Then supposing $\mathbb{X} =(X,r)$ is a digraph, we may ask: under what circumstances is $r$ the forgetful image of a homomorphism $\mathbb{X}^\mathrm{op} \times \mathbb{X} \rightarrow \mathbb{B},$ where $\mathbb{B} = \{\mathrm{False} \leq \mathrm{True}\}$ is the Boolean domain?

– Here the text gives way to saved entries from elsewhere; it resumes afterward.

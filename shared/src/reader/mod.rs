//! Reading JSON log streams.
//!
//! Each non-blank line of the source is parsed as an independent JSON object
//! into a [`LogLine`]. Known fields are extracted according to a [`Schema`];
//! unknown keys are ignored. A malformed line produces a [`LineError`] for
//! that line only; whether iteration continues is decided by the
//! [`ErrorPolicy`](crate::config::ErrorPolicy).
//!
//! # Example
//!
//! ```
//! use shared::reader::JsonLogsStream;
//!
//! let input = concat!(
//!     r#"{"type": "console", "timestamp": "2019-01-03T16:30:53,058+0100", "level": "ERROR", "#,
//!     r#""component": "o.e.Node", "message": "failed", "stacktrace": ["E: boom", "at f(f.rs:1)"]}"#,
//!     "\n",
//!     "not json\n",
//! );
//!
//! let records: Vec<_> = JsonLogsStream::new(input.as_bytes()).collect();
//! assert_eq!(records.len(), 2);
//!
//! let line = records[0].outcome.as_ref().unwrap();
//! assert_eq!(line.stacktrace.as_deref(), Some(&["E: boom".to_string(), "at f(f.rs:1)".to_string()][..]));
//! assert!(records[1].outcome.is_err());
//! ```

mod async_stream;
mod error;
mod sync;

pub use async_stream::AsyncJsonLogsStream;
pub use error::LineError;
pub use sync::JsonLogsStream;

use serde_json::{Map, Value};

use crate::config::{ErrorPolicy, ReaderConfig, Schema};
use crate::models::{Field, LogLine};

/// The outcome of reading one line of a JSON log stream.
#[derive(Debug)]
pub struct LogLineRecord {
    /// 1-based line number in the source. Blank lines are counted.
    pub line_number: usize,
    /// The parsed line, or the reason it could not be parsed.
    pub outcome: Result<LogLine, LineError>,
}

impl LogLineRecord {
    /// Converts the record into its outcome.
    ///
    /// # Errors
    ///
    /// Returns the line's error if it could not be parsed.
    pub fn into_result(self) -> Result<LogLine, LineError> {
        self.outcome
    }
}

/// Parses a single log line.
///
/// Returns `Ok(None)` for blank lines. A trailing `\r` is ignored.
///
/// # Errors
///
/// Returns an error if the line is not a JSON object, lacks a field the
/// schema requires, or holds a known field of the wrong type. A known field
/// set to `null` counts as the wrong type.
///
/// # Example
///
/// ```
/// use shared::config::Schema;
/// use shared::reader::{parse_line, LineError};
///
/// assert!(parse_line("   ", Schema::Default).unwrap().is_none());
/// assert!(matches!(
///     parse_line(r#"{"message": "hi"}"#, Schema::Default),
///     Err(LineError::MissingField { .. })
/// ));
/// ```
pub fn parse_line(line: &str, schema: Schema) -> Result<Option<LogLine>, LineError> {
    let line = line.strip_suffix('\r').unwrap_or(line);
    if line.trim().is_empty() {
        return Ok(None);
    }

    let value: Value = serde_json::from_str(line).map_err(LineError::Syntax)?;
    let Value::Object(object) = value else {
        return Err(LineError::NotAnObject);
    };

    for &field in schema.required() {
        if !object.contains_key(field.key()) {
            return Err(LineError::MissingField { field, schema });
        }
    }

    let mut recognized = Map::new();
    for (key, value) in object {
        let Some(field) = Field::from_key(&key).filter(|f| schema.recognizes(*f)) else {
            continue;
        };
        check_type(field, &value)?;
        recognized.insert(key, value);
    }

    serde_json::from_value(Value::Object(recognized))
        .map(Some)
        .map_err(LineError::InvalidField)
}

fn check_type(field: Field, value: &Value) -> Result<(), LineError> {
    let ok = match field {
        Field::Stacktrace => value
            .as_array()
            .is_some_and(|items| items.iter().all(Value::is_string)),
        _ => value.is_string(),
    };
    if ok {
        Ok(())
    } else {
        Err(LineError::WrongType {
            field,
            expected: match field {
                Field::Stacktrace => "an array of strings",
                _ => "a string",
            },
        })
    }
}

/// Turns raw lines into records, applying the schema and error policy.
///
/// Shared by the blocking and async streams.
#[derive(Debug)]
struct LineDecoder {
    config: ReaderConfig,
    line_number: usize,
    done: bool,
}

impl LineDecoder {
    fn new(config: ReaderConfig) -> Self {
        Self {
            config,
            line_number: 0,
            done: false,
        }
    }

    /// Decodes one physical line, without its `\n`. Returns `None` for
    /// blank lines.
    fn decode(&mut self, bytes: &[u8]) -> Option<LogLineRecord> {
        self.line_number += 1;
        let outcome = match std::str::from_utf8(bytes) {
            Ok(line) => parse_line(line, self.config.schema).transpose()?,
            Err(_) => Err(LineError::InvalidUtf8),
        };
        Some(self.record(outcome))
    }

    /// Records a read failure. The stream ends afterwards.
    fn read_failed(&mut self, err: std::io::Error) -> LogLineRecord {
        self.line_number += 1;
        self.record(Err(LineError::Io(err)))
    }

    fn record(&mut self, outcome: Result<LogLine, LineError>) -> LogLineRecord {
        if let Err(err) = &outcome {
            tracing::warn!(
                line_number = self.line_number,
                error = %err,
                "Malformed log line"
            );
            if !err.is_recoverable() || self.config.policy == ErrorPolicy::FailFast {
                tracing::debug!(line_number = self.line_number, "Stopping log stream");
                self.done = true;
            }
        }
        LogLineRecord {
            line_number: self.line_number,
            outcome,
        }
    }
}

/// Strips the trailing `\n` from a line read with `read_until`.
fn trim_newline(buffer: &[u8]) -> &[u8] {
    buffer.strip_suffix(b"\n").unwrap_or(buffer)
}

Note that $\mathbb{B} = (B,\leq)$ is also a digraph.

Unpacking the definitions, we observe that $\mathbb{X} = (X,\rightarrow)$ has the above property iff it is semitransitive, by which I mean that for all $x,y,a,b \in X,$ we have the following, where the fraction line denotes entailment.

$$\dfrac{x \rightarrow a \rightarrow b \rightarrow y}{x \rightarrow y}$$

Now observe that transitivity implies semitransitivity, and that in the presence of reflexivity, these properties are equivalent. However, not every semitransitive digraph $\mathbb{X} = (X,\rightarrow)$ is transitive. For a minimal counterexample, consider the digraph $\mathbb{X} = \{x \rightarrow a \rightarrow y\}$ with three distinct elements and two arrows. $\mathbb{X}$ is vacuously semitransitive because there is no sequence of three arrows with respect to which the conclusion of the semitransitivity condition needs to be checked. However, $\mathbb{X}$ fails to be transitive because $x \rightarrow y$ is false.

Question. I'm looking for interesting or "natural" examples of semitransitive digraphs that fail to be transitive. Ideas, anyone?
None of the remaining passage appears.